We went to lunch with Jenny’s mom, then ran back for Rob Callahan’s “Idiosynchronicity” at the Rarig Arena Stage (tickets here). Told you I’d come back to him. Rob managed a feat that I think few performers can handle–rocking an audience in the round with a one-man show. We’d already seen (and loved) his poem about a “nerdy Aphrodite” whose looks deceive, but a) We laughed just as hard the third time and b) We enjoyed the rest of the show just as much, if not more. Rob went from obviously fictional short stories to probably-autobiographical poems and then into vignettes that were harder to suss out (grounded in reality? Who knows?) with ease, only pausing to swig iced coffee and let us listen to Jonah the Destroyer (he of the epic mustache/sideburns) play the ukelele or bass or saw. I was expecting to laugh and recognize far too many sci-fi/fantasy jokes; I wasn’t quite prepared to be moved by descriptions of beauty and suffering, but there you go. Fringe: exploding expectations. Anyway, go see “Idiosynchronicity.” Before I misspell it horribly.

We hung out with Rob and other Fringers at Bedlam for awhile in the early evening, telling stories and debating the meaning of the word “nebbish.” And now we sit in Max’s mansion, having done our best to drown each other in his pool and hot tub and having gorged ourselves on food from The Keys, his mom’s restaurant.
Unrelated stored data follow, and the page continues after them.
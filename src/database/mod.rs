// ABOUTME: Persistence contract for samples, ratings, and workout history
// ABOUTME: Async Store trait injected into the runtime plus its SQLite implementation
//
// SPDX-License-Identifier: MIT OR Apache-2.0
// Copyright (c) 2025 Pierre Fitness Intelligence

//! # Persistence
//!
//! The runtime never reaches for a global database handle. Everything that
//! persists receives an `Arc<dyn Store>` at construction.

/// Rating storage operations
pub mod ratings;
/// Sample storage operations
pub mod samples;
/// `SQLite` store and schema
pub mod sqlite;
/// Workout history operations
pub mod workouts;

pub use ratings::RatingManager;
pub use samples::SampleManager;
pub use sqlite::SqliteStore;
pub use workouts::WorkoutManager;

use crate::errors::AppResult;
use async_trait::async_trait;
use reptrack_core::models::{
    Rating, RepFeedback, Sample, WorkoutDetails, WorkoutRecord, WorkoutStats, WorkoutSummary,
};

/// Storage collaborator for the analysis runtime
#[async_trait]
pub trait Store: Send + Sync {
    /// Append a difficulty sample
    async fn insert_sample(&self, sample: &Sample) -> AppResult<()>;

    /// Up to `limit` most recent samples, newest first
    async fn recent_samples(&self, limit: usize) -> AppResult<Vec<Sample>>;

    /// Append a workout rating
    async fn insert_rating(&self, rating: &Rating) -> AppResult<()>;

    /// Every rating in insertion order; the last one is the most recent
    async fn all_ratings(&self) -> AppResult<Vec<Rating>>;

    /// Persist a finished workout and its repetitions, returning the new id
    async fn save_workout(
        &self,
        summary: &WorkoutSummary,
        feedbacks: &[RepFeedback],
    ) -> AppResult<String>;

    /// Saved workouts, newest first
    async fn list_workouts(&self, limit: Option<u32>) -> AppResult<Vec<WorkoutRecord>>;

    /// One workout with its repetitions
    async fn workout_with_details(&self, workout_id: &str) -> AppResult<Option<WorkoutDetails>>;

    /// Aggregate history statistics
    async fn workout_stats(&self) -> AppResult<WorkoutStats>;

    /// Delete a workout and its repetitions; `false` when it did not exist
    async fn delete_workout(&self, workout_id: &str) -> AppResult<bool>;
}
Sometimes a cast member will wonder aloud, “How is this my life?” I wonder that too.

Come hang out with us.

-Laura

More lavh

// August 6th, 2010 // No Comments » // Blog, News

(As Lady Gaga would pronounce it.)

Turns out Matthew Everett has us at number 12 on his to-see list! Really, here it is:

Numbers 11-20

Then, last night at the Fringe Opening Party, Alec and I got to hang out more with phillip andrew bennett low, only to discover when we got home that he’d already said some nice things about us:

Binge of the Fringe

Aw, guys, we love you. Well, technically we don’t know Matthew Everett, but we’re pretty generous with the love.

Today we’ve been singing and sermonizing in the streets of Minneapolis, first at the U of M and then (now) at the Uptown Arts Fair, which we completely lucked into. We were going to perform on Hennepin anyway, but now there’s tons of art and lots of strolling, happy people who’ll spend five minutes to listen to us. Also, it seems that we’re as sold out as one can be in advance for our first show tomorrow! Of course, that’s when everyone we know is coming…but we’re still pretty excited.

We ran into Rachel Teagle and some other friends here at the Fair, and we’ll be here til 6:30 at least–if you’re around, come find us!

Tonight is the Fringe Prom. I’ll be the girl in the dress made of duct tape and garbage bags. Seriously.

Love,

Laura

That’s More Like It!

// August 5th, 2010 // No Comments » // Blog, News

Did you see? Did you see?

Today in the Tribune’s “vita.mn” section they have an article on “Fringe Virgins.” (I know, we’ve been over this, but we’ll take it.)

Page 19. “Fringe Picks.”

“Fringe: The Musical

‘Just about every word in the dictionary has appeared in the Fringe program placed before a colon and the words “The Musical.” Buzz is promising for Uncommon Time Theater Co.’s charming show “Grind: The Musical”–which is not about dirty dancing, but rather about coffee shop baristas who fall in love and break into song.’”

by Jay Gabler

THANKS JAY! Now we feel all nice, warm, and validated. Pass it on!